Albumverjaardag – After the Goldrush

Neil Young’s After the Goldrush, deze week vijftig jaar oud, was een van de eerste lp’s die ik kocht, omstreeks 1977 denk ik. Mijn fascinatie begon met de hoes: de voorkant somber donkergrijs met goudkleurige letters, de zanger die met opgetrokken schouders door een onbestemde straat loopt, de achterkant een close-up van Young’s hippiespijkerbroek. Binnenin de uitklaphoes ligt de artiest ontspannen met gitaar op een sofa. Zoveel vrijheid en melancholie, onweerstaanbaar voor de tiener die ik was, opgroeiend in slaapstad Zoetermeer.

En dat was alleen nog maar de buitenkant van After the Goldrush. Van het vinyl stegen de prachtigste liedjes op, vol liefdespijn en eenzaamheid. In 1977 was After the Goldrush al een oude plaat. Mijn klasgenoten draaiden nieuwe lp’s van The Eagles, Fleetwood Mac, ELO en Supertramp. Dit was iets anders. Vanaf het begin van mijn luistercarrière was ik gericht op de muziek van voor mijn tijd: The Beatles, CSNY, The Band, Joni Mitchell, de soul van Stax en Motown. De rol van buitenstaander paste me destijds het beste.

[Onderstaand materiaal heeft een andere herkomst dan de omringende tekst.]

//! Calendar event types as they come out of an ICS feed.
//!
//! Times keep the representation the feed used. They are only resolved to
//! absolute instants when the normalizer needs them, using the display zone
//! for anything that carries no zone of its own.

use chrono::{DateTime, LocalResult, NaiveDate, NaiveDateTime, TimeZone, Utc};
use chrono_tz::Tz;

/// A VEVENT from the calendar feed.
#[derive(Debug, Clone, PartialEq)]
pub struct CalendarEvent {
    pub uid: Option<String>,
    pub summary: String,
    pub start: Option<EventTime>,
    pub end: Option<EventTime>,

    /// RRULE and EXDATEs for recurring templates
    pub recurrence: Option<Recurrence>,
    /// Set on instance overrides of a recurring template
    pub recurrence_id: Option<EventTime>,
}

#[derive(Debug, Clone, PartialEq)]
pub struct Recurrence {
    /// Raw RRULE value, e.g. `FREQ=WEEKLY;BYDAY=MO`
    pub rrule: String,
    pub exdates: Vec<EventTime>,
}

#[derive(Debug, Clone, PartialEq)]
pub enum EventTime {
    Date(NaiveDate),
    DateTimeUtc(DateTime<Utc>),
    DateTimeFloating(NaiveDateTime),
    DateTimeZoned { datetime: NaiveDateTime, tzid: String },
}

impl EventTime {
    /// Resolve to an absolute instant.
    ///
    /// All-day dates become local midnight and floating times are read as
    /// local time in `fallback`. Zoned times whose TZID chrono-tz does not
    /// know also fall back. Returns `None` for local times that do not exist
    /// (DST gaps).
    pub fn to_utc(&self, fallback: Tz) -> Option<DateTime<Utc>> {
        match self {
            EventTime::DateTimeUtc(dt) => Some(*dt),
            EventTime::Date(d) => local_to_utc(d.and_hms_opt(0, 0, 0)?, fallback),
            EventTime::DateTimeFloating(dt) => local_to_utc(*dt, fallback),
            EventTime::DateTimeZoned { datetime, tzid } => {
                local_to_utc(*datetime, resolve_tz(tzid, fallback))
            }
        }
    }

    /// The same kind of time moved by `by`. Dates move by whole days only.
    pub fn checked_add(&self, by: chrono::Duration) -> Option<EventTime> {
        Some(match self {
            EventTime::Date(d) => EventTime::Date(d.checked_add_signed(by)?),
            EventTime::DateTimeUtc(dt) => EventTime::DateTimeUtc(dt.checked_add_signed(by)?),
            EventTime::DateTimeFloating(dt) => {
                EventTime::DateTimeFloating(dt.checked_add_signed(by)?)
            }
            EventTime::DateTimeZoned { datetime, tzid } => EventTime::DateTimeZoned {
                datetime: datetime.checked_add_signed(by)?,
                tzid: tzid.clone(),
            },
        })
    }
}

impl CalendarEvent {
    pub fn is_recurring(&self) -> bool {
        self.recurrence.is_some()
    }

    /// Template duration (`end - start`), if both ends resolve.
    pub fn duration(&self, fallback: Tz) -> Option<chrono::Duration> {
        let start = self.start.as_ref()?.to_utc(fallback)?;
        let end = self.end.as_ref()?.to_utc(fallback)?;
        Some(end - start)
    }
}

/// Look up an IANA zone name, falling back when it is not recognized
/// (e.g. Windows zone names some feeds emit).
pub fn resolve_tz(tzid: &str, fallback: Tz) -> Tz {
    tzid.parse().unwrap_or(fallback)
}

fn local_to_utc(naive: NaiveDateTime, tz: Tz) -> Option<DateTime<Utc>> {
    match tz.from_local_datetime(&naive) {
        LocalResult::Single(dt) => Some(dt.with_timezone(&Utc)),
        // Ambiguous (DST fold): take the first of the two
        LocalResult::Ambiguous(earliest, _) => Some(earliest.with_timezone(&Utc)),
        LocalResult::None => None,
    }
}
//! Error types for streamcal.

use thiserror::Error;

/// Errors that can occur while building or announcing a schedule.
#[derive(Error, Debug)]
pub enum Error {
    #[error("ICS parse error: {0}")]
    IcsParse(String),

    #[error("Fetch error: {0}")]
    Fetch(String),

    #[error("Publish error: {0}")]
    Publish(String),

    #[error("State error: {0}")]
    State(String),

    #[error("IO error: {0}")]
    Io(#[from] std::io::Error),

    #[error("Serialization error: {0}")]
    Serialization(#[from] serde_json::Error),
}

/// Result type alias for streamcal operations.
pub type Result<T> = std::result::Result<T, Error>;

Vanaf zijn eerste titelloze debuut, met daarop het veelzeggende The Loner, had Neil Young de eenzaamheid bezongen, je zou bijna zeggen gevierd. En hoeveel mensen zich daarin herkenden, bleek wel uit de grote schare fans die de Canadees vooral na zijn doorbraakalbum Harvest (1972) zou opbouwen. Bij elkaar vormden die buitenstaanders een aanzienlijke club, waarvan ik deel mocht uitmaken.

After the Goldrush laat ook zien hoe vreemd het kan gaan met reputaties. Bij verschijning maakte het gezaghebbende popmagazine Rolling Stone er gehakt van – inmiddels weet elke popliefhebber met oren aan zijn hoofd dat het album gewoon wereldklasse is, en bovendien Neil Young’s beste. Waar hem dat in zit? Misschien in het eenvoudige maar effectieve pianospel van de destijds pas 18-jarige Nils Lofgren dat het album kleurt. Of in de vele wonderschone achtergrondkoortjes, waarin onder meer Stephen Stills figureert.

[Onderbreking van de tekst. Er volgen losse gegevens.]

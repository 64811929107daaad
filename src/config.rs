//! Run configuration, read once at startup from flags and environment.
//!
//! Every option can come from the environment (optionally via a `.env`
//! file), which is how scheduled jobs usually supply them.

use anyhow::{Result, bail};
use chrono_tz::Tz;
use clap::Args;
use std::path::PathBuf;
use streamcal_core::announcer::AnnounceOptions;
use streamcal_core::schedule::NormalizeOptions;
use streamcal_core::state::DEFAULT_STATE_FILE;
use url::Url;

/// Settings for `streamcal schedule`.
#[derive(Args, Debug, Clone)]
pub struct ScheduleConfig {
    /// ICS feed to read (http, https or webcal)
    #[arg(long, env = "CALENDAR_ICS_URL", value_parser = parse_feed_url)]
    pub calendar_url: Url,

    /// IANA time zone for generated_at, all-day and floating times
    #[arg(long, env = "SCHEDULE_TZ", default_value = "Asia/Tokyo")]
    pub timezone: Tz,

    /// Days after now to include
    #[arg(long, env = "SCHEDULE_DAYS_AHEAD", default_value_t = 14)]
    pub days_ahead: u32,

    /// Days before now to include
    #[arg(long, env = "SCHEDULE_DAYS_BACK", default_value_t = 0)]
    pub days_back: u32,

    /// Where to write the schedule JSON
    #[arg(long, env = "SCHEDULE_OUT", default_value = "schedule.json")]
    pub out: PathBuf,
}

impl ScheduleConfig {
    pub fn normalize_options(&self) -> NormalizeOptions {
        NormalizeOptions {
            days_back: self.days_back,
            days_ahead: self.days_ahead,
            display_tz: self.timezone,
        }
    }
}

/// Settings for `streamcal announce`.
#[derive(Args, Debug, Clone)]
pub struct AnnounceConfig {
    /// URL of the schedule JSON produced by `streamcal schedule`
    #[arg(long, env = "SCHEDULE_JSON_URL")]
    pub schedule_url: Url,

    /// Schedule page linked from the announcement
    #[arg(long, env = "HP_SCHEDULE_URL")]
    pub page_url: String,

    /// Where the last announcement is recorded
    #[arg(long, env = "STREAMCAL_STATE_FILE", default_value = DEFAULT_STATE_FILE)]
    pub state_file: PathBuf,

    /// Print the announcement instead of posting it
    #[arg(long)]
    pub dry_run: bool,

    #[command(flatten)]
    pub credentials: CredentialArgs,
}

impl AnnounceConfig {
    pub fn announce_options(&self) -> AnnounceOptions {
        AnnounceOptions {
            page_url: self.page_url.clone(),
            dry_run: self.dry_run,
        }
    }
}

/// X API credentials (OAuth 1.0a user context).
///
/// Optional on the command line so `--dry-run` works without them;
/// `require` enforces them for real runs.
#[derive(Args, Debug, Clone)]
pub struct CredentialArgs {
    #[arg(long, env = "X_API_KEY", hide_env_values = true)]
    pub x_api_key: Option<String>,

    #[arg(long, env = "X_API_SECRET", hide_env_values = true)]
    pub x_api_secret: Option<String>,

    #[arg(long, env = "X_ACCESS_TOKEN", hide_env_values = true)]
    pub x_access_token: Option<String>,

    #[arg(long, env = "X_ACCESS_TOKEN_SECRET", hide_env_values = true)]
    pub x_access_token_secret: Option<String>,
}

#[derive(Clone)]
pub struct XCredentials {
    pub api_key: String,
    pub api_secret: String,
    pub access_token: String,
    pub access_token_secret: String,
}

impl CredentialArgs {
    pub fn require(&self) -> Result<XCredentials> {
        Ok(XCredentials {
            api_key: required(&self.x_api_key, "X_API_KEY")?,
            api_secret: required(&self.x_api_secret, "X_API_SECRET")?,
            access_token: required(&self.x_access_token, "X_ACCESS_TOKEN")?,
            access_token_secret: required(&self.x_access_token_secret, "X_ACCESS_TOKEN_SECRET")?,
        })
    }
}

fn required(value: &Option<String>, name: &str) -> Result<String> {
    match value.as_deref().map(str::trim) {
        Some(v) if !v.is_empty() => Ok(v.to_string()),
        _ => bail!("Missing credential: {} is not set", name),
    }
}

/// Accept http(s) feed URLs, rewriting `webcal://` to `https://`.
fn parse_feed_url(s: &str) -> std::result::Result<Url, String> {
    let s = s.trim();
    let normalized = match s.strip_prefix("webcal://") {
        Some(rest) => format!("https://{}", rest),
        None => s.to_string(),
    };

    let url = Url::parse(&normalized).map_err(|e| format!("invalid URL '{}': {}", s, e))?;
    match url.scheme() {
        "http" | "https" => Ok(url),
        other => Err(format!("unsupported URL scheme '{}'", other)),
    }
}

#[cfg(test)]
mod tests {
    use super::*;

    #[test]
    fn test_webcal_url_becomes_https() {
        let url = parse_feed_url("webcal://calendar.example.com/basic.ics").unwrap();

        assert_eq!(url.as_str(), "https://calendar.example.com/basic.ics");
    }

    #[test]
    fn test_non_http_feed_url_is_rejected() {
        assert!(parse_feed_url("ftp://calendar.example.com/basic.ics").is_err());
        assert!(parse_feed_url("not a url").is_err());
    }

    #[test]
    fn test_missing_credential_names_the_variable() {
        let args = CredentialArgs {
            x_api_key: Some("key".to_string()),
            x_api_secret: Some("secret".to_string()),
            x_access_token: Some("  ".to_string()),
            x_access_token_secret: None,
        };

        let err = args.require().err().unwrap();

        assert!(err.to_string().contains("X_ACCESS_TOKEN"));
    }
}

Het belangrijkste is waarschijnlijk dat After the Goldrush, in tegenstelling tot bijna alle andere albums die ik ken, geen enkele zwakke plek kent. Naast de mooie introspectieve countryfolkliedjes zijn er sterke rocknummers als Southern Man en onvergetelijke niemendalletjes – ja, dat kan – als Till The Morning Comes. En natuurlijk bevat de plaat een aantal van de mooiste liedjes die Young ooit schreef.

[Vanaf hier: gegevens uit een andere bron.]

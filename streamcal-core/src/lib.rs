//! Core of streamcal.
//!
//! This crate provides everything except the network and platform glue:
//! - `schedule` turns an ICS feed into a `ScheduleDocument` of upcoming streams
//! - `announcer` picks the next stream from a schedule and posts it exactly once
//!
//! Fetching, publishing and state storage come in through the traits in
//! `announcer` and `state`, so the binary supplies the real ones and tests
//! supply doubles.

pub mod announcer;
pub mod date_range;
pub mod error;
pub mod event;
pub mod ics;
pub mod message;
pub mod recurrence;
pub mod schedule;
pub mod selection;
pub mod state;
pub mod title;

pub use error::{Error, Result};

Een daarvan is I Believe In You, met zijn ingehouden begeleiding die alle ruimte geeft aan de zanger. De titel is bedrieglijk, de kernvraag van het lied is of je een verbroken relatie ooit kunt herstellen: ‘Am I lying to you when I say that I believe in you’. Vertwijfeling klonk nooit mooier. Een andere van mijn favorieten is een melodieus en soulful rocknummer waarop Neil Young het patent heeft: When You Dance I Can Really Love. Muurbloempje realiseert zich voor het eerst dat hij echt van iemand kan houden. Dat resoneerde.

Neil Young

Het is 2020, ik luister terug en denk: wie zich een buitenstaander voelt, eenzaam, verlaten of onbegrepen, kan zich ook nu nog laven aan deze gelijkgestemde ziel die op de een of andere manier vanuit zijn eigen wanhoop troost weet te bieden. Dat probleem veroudert niet. After the Goldrush is vijftig jaar oud – en nog steeds springlevend.